- _Exercise instructions_: Within the entries below, find every line that has the string "CheckedShrVal", then copy it.

(Stored data entries)
= = = =

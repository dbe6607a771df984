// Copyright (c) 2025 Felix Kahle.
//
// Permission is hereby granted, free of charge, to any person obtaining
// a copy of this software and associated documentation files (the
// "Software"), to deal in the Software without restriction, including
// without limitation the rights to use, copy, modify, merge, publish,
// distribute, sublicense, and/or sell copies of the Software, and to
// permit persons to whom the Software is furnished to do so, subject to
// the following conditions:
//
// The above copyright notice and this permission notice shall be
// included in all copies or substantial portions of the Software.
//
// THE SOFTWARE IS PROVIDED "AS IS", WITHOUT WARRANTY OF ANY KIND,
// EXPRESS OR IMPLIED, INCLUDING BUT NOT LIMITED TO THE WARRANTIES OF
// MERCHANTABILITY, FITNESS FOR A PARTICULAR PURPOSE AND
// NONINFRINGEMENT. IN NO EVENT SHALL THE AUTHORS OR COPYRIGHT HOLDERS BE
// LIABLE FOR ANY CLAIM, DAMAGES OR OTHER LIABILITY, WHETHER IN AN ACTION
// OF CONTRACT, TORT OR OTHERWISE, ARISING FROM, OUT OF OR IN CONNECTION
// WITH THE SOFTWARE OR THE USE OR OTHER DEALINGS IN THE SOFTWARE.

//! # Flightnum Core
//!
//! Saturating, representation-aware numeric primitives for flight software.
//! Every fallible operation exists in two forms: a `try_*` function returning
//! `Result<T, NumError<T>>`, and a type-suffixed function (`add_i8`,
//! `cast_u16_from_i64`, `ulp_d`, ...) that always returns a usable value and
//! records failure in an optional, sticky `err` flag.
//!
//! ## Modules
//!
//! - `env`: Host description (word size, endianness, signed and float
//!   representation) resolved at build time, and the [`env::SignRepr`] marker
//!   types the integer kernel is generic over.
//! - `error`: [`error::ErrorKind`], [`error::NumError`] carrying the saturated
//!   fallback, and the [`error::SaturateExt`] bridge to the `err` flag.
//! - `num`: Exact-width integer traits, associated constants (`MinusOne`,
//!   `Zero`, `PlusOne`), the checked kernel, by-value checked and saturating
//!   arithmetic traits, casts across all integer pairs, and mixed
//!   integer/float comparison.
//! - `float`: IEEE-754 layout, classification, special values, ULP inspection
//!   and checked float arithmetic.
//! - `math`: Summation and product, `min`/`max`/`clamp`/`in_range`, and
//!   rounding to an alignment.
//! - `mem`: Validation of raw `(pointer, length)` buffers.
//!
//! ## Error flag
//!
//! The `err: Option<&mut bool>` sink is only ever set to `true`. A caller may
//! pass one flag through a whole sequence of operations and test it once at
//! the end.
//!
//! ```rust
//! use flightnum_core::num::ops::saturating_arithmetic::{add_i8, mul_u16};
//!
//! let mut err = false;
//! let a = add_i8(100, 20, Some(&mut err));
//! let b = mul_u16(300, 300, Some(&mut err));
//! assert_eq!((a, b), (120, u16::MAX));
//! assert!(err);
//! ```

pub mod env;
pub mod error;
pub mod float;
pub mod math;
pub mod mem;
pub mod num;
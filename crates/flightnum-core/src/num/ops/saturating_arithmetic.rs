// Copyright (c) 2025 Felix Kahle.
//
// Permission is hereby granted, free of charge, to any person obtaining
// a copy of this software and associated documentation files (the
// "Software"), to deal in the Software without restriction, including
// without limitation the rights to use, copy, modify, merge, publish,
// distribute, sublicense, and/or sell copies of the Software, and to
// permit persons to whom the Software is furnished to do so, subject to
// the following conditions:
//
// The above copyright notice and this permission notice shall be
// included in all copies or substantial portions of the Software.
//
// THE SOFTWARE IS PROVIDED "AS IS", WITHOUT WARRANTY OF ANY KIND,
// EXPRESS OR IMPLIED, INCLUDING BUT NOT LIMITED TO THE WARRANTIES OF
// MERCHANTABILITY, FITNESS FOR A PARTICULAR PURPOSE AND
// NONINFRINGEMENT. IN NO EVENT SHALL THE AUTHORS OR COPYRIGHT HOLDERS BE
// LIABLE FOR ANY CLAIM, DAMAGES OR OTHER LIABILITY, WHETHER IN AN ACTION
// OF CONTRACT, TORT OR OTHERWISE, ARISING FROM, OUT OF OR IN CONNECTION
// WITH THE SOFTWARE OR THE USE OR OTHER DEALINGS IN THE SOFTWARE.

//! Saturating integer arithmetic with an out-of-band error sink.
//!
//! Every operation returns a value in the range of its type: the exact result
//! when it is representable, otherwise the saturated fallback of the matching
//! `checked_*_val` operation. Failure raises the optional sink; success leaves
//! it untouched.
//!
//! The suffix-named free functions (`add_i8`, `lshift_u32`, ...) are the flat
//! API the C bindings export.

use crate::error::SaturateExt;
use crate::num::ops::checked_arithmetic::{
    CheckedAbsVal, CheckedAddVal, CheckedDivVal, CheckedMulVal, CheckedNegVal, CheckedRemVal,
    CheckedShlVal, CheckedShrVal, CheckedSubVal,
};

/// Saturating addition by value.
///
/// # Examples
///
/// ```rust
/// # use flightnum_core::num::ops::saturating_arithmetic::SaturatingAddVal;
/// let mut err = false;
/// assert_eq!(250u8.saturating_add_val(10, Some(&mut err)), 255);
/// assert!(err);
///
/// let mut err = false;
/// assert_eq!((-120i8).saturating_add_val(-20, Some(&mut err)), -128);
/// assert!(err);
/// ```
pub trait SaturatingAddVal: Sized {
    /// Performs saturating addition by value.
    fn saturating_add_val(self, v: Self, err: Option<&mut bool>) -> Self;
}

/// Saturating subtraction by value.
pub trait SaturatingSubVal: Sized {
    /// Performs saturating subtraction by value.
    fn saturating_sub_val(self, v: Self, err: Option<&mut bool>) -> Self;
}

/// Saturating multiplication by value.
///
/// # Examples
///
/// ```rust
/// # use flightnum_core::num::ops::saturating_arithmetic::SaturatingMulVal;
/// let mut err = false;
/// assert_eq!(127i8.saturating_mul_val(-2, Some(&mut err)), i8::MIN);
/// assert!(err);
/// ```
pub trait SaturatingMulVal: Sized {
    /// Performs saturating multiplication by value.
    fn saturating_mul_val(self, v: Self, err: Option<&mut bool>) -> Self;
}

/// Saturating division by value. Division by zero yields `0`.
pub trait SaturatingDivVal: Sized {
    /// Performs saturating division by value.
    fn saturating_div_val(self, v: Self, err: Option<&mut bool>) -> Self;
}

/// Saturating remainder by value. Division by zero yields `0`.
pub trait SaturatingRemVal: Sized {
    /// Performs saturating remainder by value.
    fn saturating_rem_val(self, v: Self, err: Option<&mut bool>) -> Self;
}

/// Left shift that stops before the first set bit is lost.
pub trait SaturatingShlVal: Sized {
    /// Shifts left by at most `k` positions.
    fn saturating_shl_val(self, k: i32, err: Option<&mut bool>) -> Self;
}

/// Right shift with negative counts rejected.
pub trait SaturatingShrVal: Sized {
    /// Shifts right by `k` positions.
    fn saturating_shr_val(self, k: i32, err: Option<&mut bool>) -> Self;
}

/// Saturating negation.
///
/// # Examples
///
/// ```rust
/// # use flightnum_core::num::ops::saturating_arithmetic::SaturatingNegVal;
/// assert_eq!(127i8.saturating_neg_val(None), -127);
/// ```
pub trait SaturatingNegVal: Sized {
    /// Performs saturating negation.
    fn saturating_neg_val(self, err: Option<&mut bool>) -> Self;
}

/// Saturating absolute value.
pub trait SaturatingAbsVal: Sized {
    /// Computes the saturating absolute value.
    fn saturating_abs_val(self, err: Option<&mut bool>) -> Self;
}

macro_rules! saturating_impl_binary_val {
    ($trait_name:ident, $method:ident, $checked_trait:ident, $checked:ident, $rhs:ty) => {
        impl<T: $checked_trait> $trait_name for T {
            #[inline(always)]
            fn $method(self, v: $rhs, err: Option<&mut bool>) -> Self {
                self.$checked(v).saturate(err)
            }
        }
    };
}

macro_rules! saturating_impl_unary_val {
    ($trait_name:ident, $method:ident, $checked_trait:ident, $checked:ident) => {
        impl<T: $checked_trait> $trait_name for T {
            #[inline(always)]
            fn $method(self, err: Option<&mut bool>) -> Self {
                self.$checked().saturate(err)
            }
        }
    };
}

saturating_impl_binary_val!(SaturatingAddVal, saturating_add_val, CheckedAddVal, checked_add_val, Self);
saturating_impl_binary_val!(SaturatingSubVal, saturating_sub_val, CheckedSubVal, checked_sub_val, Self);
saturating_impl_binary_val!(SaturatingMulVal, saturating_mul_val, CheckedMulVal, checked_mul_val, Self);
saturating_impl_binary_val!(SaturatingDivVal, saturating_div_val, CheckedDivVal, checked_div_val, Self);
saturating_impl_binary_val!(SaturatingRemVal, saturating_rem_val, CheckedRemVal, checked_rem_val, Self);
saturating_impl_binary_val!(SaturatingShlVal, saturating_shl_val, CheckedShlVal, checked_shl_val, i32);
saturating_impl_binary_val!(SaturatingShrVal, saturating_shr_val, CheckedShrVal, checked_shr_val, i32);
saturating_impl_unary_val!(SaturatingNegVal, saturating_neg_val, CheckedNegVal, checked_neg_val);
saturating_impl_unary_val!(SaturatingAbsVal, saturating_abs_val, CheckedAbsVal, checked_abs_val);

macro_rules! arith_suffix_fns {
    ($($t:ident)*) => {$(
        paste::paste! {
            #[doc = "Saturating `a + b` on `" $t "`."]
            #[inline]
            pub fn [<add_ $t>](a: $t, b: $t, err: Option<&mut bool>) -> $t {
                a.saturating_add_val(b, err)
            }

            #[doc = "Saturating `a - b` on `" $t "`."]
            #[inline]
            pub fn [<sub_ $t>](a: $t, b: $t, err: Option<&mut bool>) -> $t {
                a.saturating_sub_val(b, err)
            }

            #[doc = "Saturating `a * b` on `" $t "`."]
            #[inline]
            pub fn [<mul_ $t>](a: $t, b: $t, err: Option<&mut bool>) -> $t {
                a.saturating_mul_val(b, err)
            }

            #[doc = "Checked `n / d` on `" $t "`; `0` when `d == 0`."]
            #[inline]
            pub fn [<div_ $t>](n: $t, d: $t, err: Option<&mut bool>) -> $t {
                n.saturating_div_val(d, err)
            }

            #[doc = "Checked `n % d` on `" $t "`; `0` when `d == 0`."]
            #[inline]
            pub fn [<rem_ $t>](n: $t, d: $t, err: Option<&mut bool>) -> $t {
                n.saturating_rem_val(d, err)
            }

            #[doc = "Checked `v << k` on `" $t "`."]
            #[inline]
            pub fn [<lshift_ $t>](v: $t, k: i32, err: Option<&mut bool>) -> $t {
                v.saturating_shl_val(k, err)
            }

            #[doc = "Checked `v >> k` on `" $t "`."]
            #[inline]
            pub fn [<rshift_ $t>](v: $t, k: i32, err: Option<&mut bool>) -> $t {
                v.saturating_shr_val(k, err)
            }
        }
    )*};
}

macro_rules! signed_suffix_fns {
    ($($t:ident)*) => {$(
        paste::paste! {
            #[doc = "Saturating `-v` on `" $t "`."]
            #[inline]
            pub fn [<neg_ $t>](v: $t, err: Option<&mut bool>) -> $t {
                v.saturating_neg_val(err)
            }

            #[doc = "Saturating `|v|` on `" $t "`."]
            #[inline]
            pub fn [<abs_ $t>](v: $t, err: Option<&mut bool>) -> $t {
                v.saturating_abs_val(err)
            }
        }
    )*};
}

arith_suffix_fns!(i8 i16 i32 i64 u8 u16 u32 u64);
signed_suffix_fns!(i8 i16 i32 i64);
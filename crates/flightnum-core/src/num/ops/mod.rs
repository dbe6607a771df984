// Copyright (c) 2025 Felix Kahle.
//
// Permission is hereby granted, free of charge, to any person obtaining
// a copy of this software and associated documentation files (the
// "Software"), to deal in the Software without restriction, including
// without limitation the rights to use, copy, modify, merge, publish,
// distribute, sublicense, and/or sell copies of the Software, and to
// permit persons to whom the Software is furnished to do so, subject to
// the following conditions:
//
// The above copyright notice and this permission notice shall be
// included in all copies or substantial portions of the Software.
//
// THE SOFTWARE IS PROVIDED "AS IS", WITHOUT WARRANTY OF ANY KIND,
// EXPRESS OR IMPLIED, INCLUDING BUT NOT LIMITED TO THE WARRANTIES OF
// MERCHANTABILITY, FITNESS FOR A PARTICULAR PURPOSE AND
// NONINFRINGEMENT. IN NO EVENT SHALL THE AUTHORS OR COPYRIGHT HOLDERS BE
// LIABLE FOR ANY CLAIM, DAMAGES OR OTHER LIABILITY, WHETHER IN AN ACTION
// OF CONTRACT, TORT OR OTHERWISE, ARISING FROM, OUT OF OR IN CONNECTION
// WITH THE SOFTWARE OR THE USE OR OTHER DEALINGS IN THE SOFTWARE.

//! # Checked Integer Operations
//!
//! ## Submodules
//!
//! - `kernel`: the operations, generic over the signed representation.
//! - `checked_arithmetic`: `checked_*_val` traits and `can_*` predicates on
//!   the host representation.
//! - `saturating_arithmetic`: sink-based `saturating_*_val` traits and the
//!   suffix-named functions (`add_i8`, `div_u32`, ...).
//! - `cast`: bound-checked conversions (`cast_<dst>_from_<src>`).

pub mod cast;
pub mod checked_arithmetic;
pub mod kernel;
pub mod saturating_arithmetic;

= = = =

- _The completed task_:
    CheckedShlVal, CheckedShrVal, CheckedSubVal,
saturating_impl_binary_val!(SaturatingShrVal, saturating_shr_val, CheckedShrVal, checked_shr_val, i32);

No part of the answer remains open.